Les partenaires techniques et financiers du Sénégal n’apprécient que modérément la gestion de la cagnotte de 69 milliards de Cfa destinés à la fourniture des denrées alimentaires aux personnes affectées par le Covid19. L’Etat avait rejeté leur proposition de faire de la distribution d’argent directement, mais se retrouve aujourd’hui empêtré dans un gros scandale. Cela pousse l’Afd et la Banque mondiale à remettre en selle leur idée de transfert d’argent.

Le programme de distribution des denrées, piloté par le ministre Mansour Faye, n’a pas encore fini de faire des remous. Le Quotidien a appris que la communauté des bailleurs de fonds est en train de suivre cette histoire de près, et d’en voir les évolutions. Cela, d’autant plus que le gouvernement leur a pratiquement forcé l’idée de distribution de riz. Car au départ, quand le président a décidé de consacrer un montant aussi important en soutien aux ménages affectés par le Covid 19, les partenaires techniques et financiers avaient proposé que l’Etat utilise le système déjà bien rodé de transfert d’argent, qui a par exemple, était expérimenté avec les Bourses familiales.
Les autorités sénégalaises auraient écarté l’idée, en déclarant que la crise du Covid ne le justifiait pas vraiment. Et en plus, elles craignaient que, même avec un transfert par mobile banking, dans les petites localités rurales, ce système ne provoque des regroupements devant des guichets des opérateurs téléphoniques ou à la Poste, et risquer de cette manière, de favoriser la propagation du coronavirus. Cet argument n’a pas semblé pour autant convaincre les fonctionnaires internationaux, qui estiment que la distribution de riz dans les localités va également provoquer des attroupements, susceptibles tout autant de diffuser des cas de coronavirus… D’ailleurs, au moment où les Sénégalais se montraient réticents, le système était appliqué au Maroc et en Tunisie !
Mais le plus dommageable dans l’affaire, en plus du caractère non-transparent de l’accord passé avec Diop Sy sur le transport du riz, en plus de la nébuleuse que représente l’attribution du marché de fourniture de cette denrée, il y a le fait que cela n’a pas rapporté grand-chose. Les camions fournis par Diop Sy et par d’autres opérateurs, n’ont pu acheminer, à la date d’hier, que 10 000 tonnes de riz, sur les 145 mille qu’il y a à acheminer et distribuer. Cela, après une semaine. C’est dire qu’à ce rythme, beaucoup de villageois ne sont pas encore près de voir la couleur du riz qu’ils espèrent.

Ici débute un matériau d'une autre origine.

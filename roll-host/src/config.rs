//! # Config 模块
//!
//! 宿主配置管理，集中管理所有配置项。
//!
//! ## 配置优先级
//!
//! 1. 命令行参数（最高）
//! 2. 配置文件 (config.json)
//! 3. 默认值（最低）

use std::fs;
use std::path::{Path, PathBuf};

use roll_runtime::{Catalog, RollConfig, analyze_catalog};
use serde::{Deserialize, Serialize};
use thiserror::Error;

/// 应用配置
#[derive(Debug, Clone, PartialEq, Serialize, Deserialize)]
pub struct AppConfig {
    /// 数据目录（统计、历史、叠加层文件都放在这里）
    #[serde(default = "default_data_dir")]
    pub data_dir: PathBuf,

    /// 自定义目录 JSON 路径（未配置时使用内置目录）
    #[serde(default)]
    pub catalog_path: Option<PathBuf>,

    /// 时长配置
    #[serde(default)]
    pub roll: RollConfig,

    /// 日志级别（trace/debug/info/warn/error）
    #[serde(default = "default_log_level")]
    pub log_level: String,

    /// 统计文件名（相对于 data_dir）
    #[serde(default = "default_stats_file")]
    pub stats_file: String,

    /// 历史文件名（相对于 data_dir）
    #[serde(default = "default_history_file")]
    pub history_file: String,

    /// 叠加层同步文件名（相对于 data_dir）
    #[serde(default = "default_overlay_file")]
    pub overlay_file: String,

    /// 叠加层页面地址
    #[serde(default = "default_overlay_base_url")]
    pub overlay_base_url: String,
}

// 默认值函数

fn default_data_dir() -> PathBuf {
    PathBuf::from("data")
}

fn default_log_level() -> String {
    "info".to_string()
}

fn default_stats_file() -> String {
    "stats.json".to_string()
}

fn default_history_file() -> String {
    "history.json".to_string()
}

fn default_overlay_file() -> String {
    "current_selection.json".to_string()
}

fn default_overlay_base_url() -> String {
    "http://localhost:5173/obs".to_string()
}

impl Default for AppConfig {
    fn default() -> Self {
        Self {
            data_dir: default_data_dir(),
            catalog_path: None,
            roll: RollConfig::default(),
            log_level: default_log_level(),
            stats_file: default_stats_file(),
            history_file: default_history_file(),
            overlay_file: default_overlay_file(),
            overlay_base_url: default_overlay_base_url(),
        }
    }
}

impl AppConfig {
    /// 加载配置文件
    ///
    /// 如果文件不存在或解析失败，返回默认配置并打印警告。
    /// 此时日志系统尚未初始化，所以直接写 stderr。
    pub fn load(path: impl AsRef<Path>) -> Self {
        let path = path.as_ref();
        if !path.exists() {
            eprintln!("⚠️ 配置文件不存在: {:?}，使用默认配置", path);
            return Self::default();
        }

        match fs::read_to_string(path) {
            Ok(content) => match serde_json::from_str(&content) {
                Ok(config) => config,
                Err(e) => {
                    eprintln!("⚠️ 配置文件解析失败: {}，使用默认配置", e);
                    Self::default()
                }
            },
            Err(e) => {
                eprintln!("⚠️ 配置文件读取失败: {}，使用默认配置", e);
                Self::default()
            }
        }
    }

    /// 保存配置到文件
    pub fn save(&self, path: impl AsRef<Path>) -> Result<(), ConfigError> {
        let json = serde_json::to_string_pretty(self)
            .map_err(|e| ConfigError::SerializationFailed(e.to_string()))?;
        fs::write(path, json).map_err(|e| ConfigError::IoError(e.to_string()))?;
        Ok(())
    }

    /// 验证配置有效性
    pub fn validate(&self) -> Result<(), ConfigError> {
        if self.roll.min_duration_secs == 0 {
            return Err(ConfigError::ValidationFailed(
                "roll.min_duration_secs 必须大于 0".to_string(),
            ));
        }

        if self.log_level.parse::<tracing::Level>().is_err() {
            return Err(ConfigError::ValidationFailed(format!(
                "无效的日志级别: '{}'",
                self.log_level
            )));
        }

        for (field, value) in [
            ("stats_file", &self.stats_file),
            ("history_file", &self.history_file),
            ("overlay_file", &self.overlay_file),
        ] {
            if value.trim().is_empty() {
                return Err(ConfigError::ValidationFailed(format!("{} 不能为空", field)));
            }
        }

        if let Some(catalog) = &self.catalog_path
            && !catalog.exists()
        {
            return Err(ConfigError::ValidationFailed(format!(
                "目录文件不存在: {:?}",
                catalog
            )));
        }

        Ok(())
    }

    /// 统计文件完整路径
    pub fn stats_path(&self) -> PathBuf {
        self.data_dir.join(&self.stats_file)
    }

    /// 历史文件完整路径
    pub fn history_path(&self) -> PathBuf {
        self.data_dir.join(&self.history_file)
    }

    /// 叠加层同步文件完整路径
    pub fn overlay_path(&self) -> PathBuf {
        self.data_dir.join(&self.overlay_file)
    }

    /// 加载目录
    ///
    /// 未配置 `catalog_path` 时使用内置目录。自定义目录的诊断警告会写入日志。
    pub fn load_catalog(&self) -> Result<Catalog, ConfigError> {
        let Some(path) = &self.catalog_path else {
            return Ok(Catalog::builtin());
        };

        let content = fs::read_to_string(path)
            .map_err(|e| ConfigError::IoError(format!("无法读取目录文件 {:?}: {}", path, e)))?;
        let catalog = Catalog::from_json(&content)
            .map_err(|e| ConfigError::ValidationFailed(e.to_string()))?;

        let report = analyze_catalog(&path.to_string_lossy(), catalog.items());
        for diagnostic in &report.diagnostics {
            tracing::warn!("{}", diagnostic);
        }
        Ok(catalog)
    }
}

/// 配置错误
#[derive(Debug, Clone, Error)]
pub enum ConfigError {
    /// 序列化失败
    #[error("配置序列化失败: {0}")]
    SerializationFailed(String),

    /// IO 错误
    #[error("配置 IO 错误: {0}")]
    IoError(String),

    /// 验证失败
    #[error("配置验证失败: {0}")]
    ValidationFailed(String),
}

#[cfg(test)]
mod tests {
    use super::*;

    #[test]
    fn test_default_config() {
        let config = AppConfig::default();
        assert_eq!(config.roll.min_duration_secs, 10);
        assert_eq!(config.stats_path(), PathBuf::from("data/stats.json"));
        assert_eq!(
            config.overlay_path(),
            PathBuf::from("data/current_selection.json")
        );
        assert!(config.validate().is_ok());
    }

    #[test]
    fn test_partial_config_uses_defaults() {
        let json = r#"{ "data_dir": "/tmp/roll", "roll": { "min_duration_secs": 15 } }"#;
        let config: AppConfig = serde_json::from_str(json).unwrap();
        assert_eq!(config.data_dir, PathBuf::from("/tmp/roll"));
        assert_eq!(config.roll.min_duration_secs, 15);
        assert_eq!(config.roll.default_duration_secs, 10);
        assert_eq!(config.log_level, "info");
    }

    #[test]
    fn test_config_validation() {
        let mut config = AppConfig::default();

        config.log_level = "loud".to_string();
        assert!(config.validate().is_err());

        config.log_level = "debug".to_string();
        config.roll.min_duration_secs = 0;
        assert!(config.validate().is_err());

        config.roll.min_duration_secs = 10;
        config.overlay_file = " ".to_string();
        assert!(config.validate().is_err());

        config.overlay_file = default_overlay_file();
        config.catalog_path = Some(PathBuf::from("/definitely/not/here.json"));
        assert!(config.validate().is_err());
    }

    #[test]
    fn test_builtin_catalog_when_unset() {
        let catalog = AppConfig::default().load_catalog().unwrap();
        assert_eq!(catalog.len(), 15);
    }
}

C’est sans doute pour cela que le ministère des Infrastructures et des transports terrestres, a fini par passer un accord avec le Collectif des acteurs des transports routiers du Sénégal (Catrs), pour la mise à disposition du parc des camions poids lourd, pour le transport du riz. Cela permettra peut-être d’accélérer la cadence de distribution, mais ne pourra plus sauver la réputation du ministre Mansour Faye. Et in fine, de celui qui le maintien en place.
Car si Mansour Faye a pu passer le marché de fourniture de riz avec des opérateurs inconnus au bataillon, au détriment des chefs d’entreprise ayant pignon sur riz comme Bocar Samba Dièye et autres, c’est parce qu’il avait la caution de son président. N’est-ce pas Macky Sall qui a décidé, toutes affaires cessantes, de sortir les marchés portant sur la lutte contre le Covid 19 du Code des marchés publics ? C’était la toute première décision qu’il avait prise une fois que le Parlement lui avait voté la loi d’habilitation. Comme s’il savait déjà ce qui allait suivre.
Aujourd’hui que son ministre essaye de se dépêtrer de son scandale, les partenaires techniques et financiers eux, veulent avancer. Ainsi, Le Quotidien apprend que dès aujourd’hui, l’Agence française de développement et la Banque mondiale vont organiser une rencontre pour discuter des modalités de mettre en œuvre le système de transfert d’argent à travers l’opérateur Orange Money. Cela portera sur un montant d’environ 20 millions de dollars. Un autre test pour la crédibilité de l’Etat.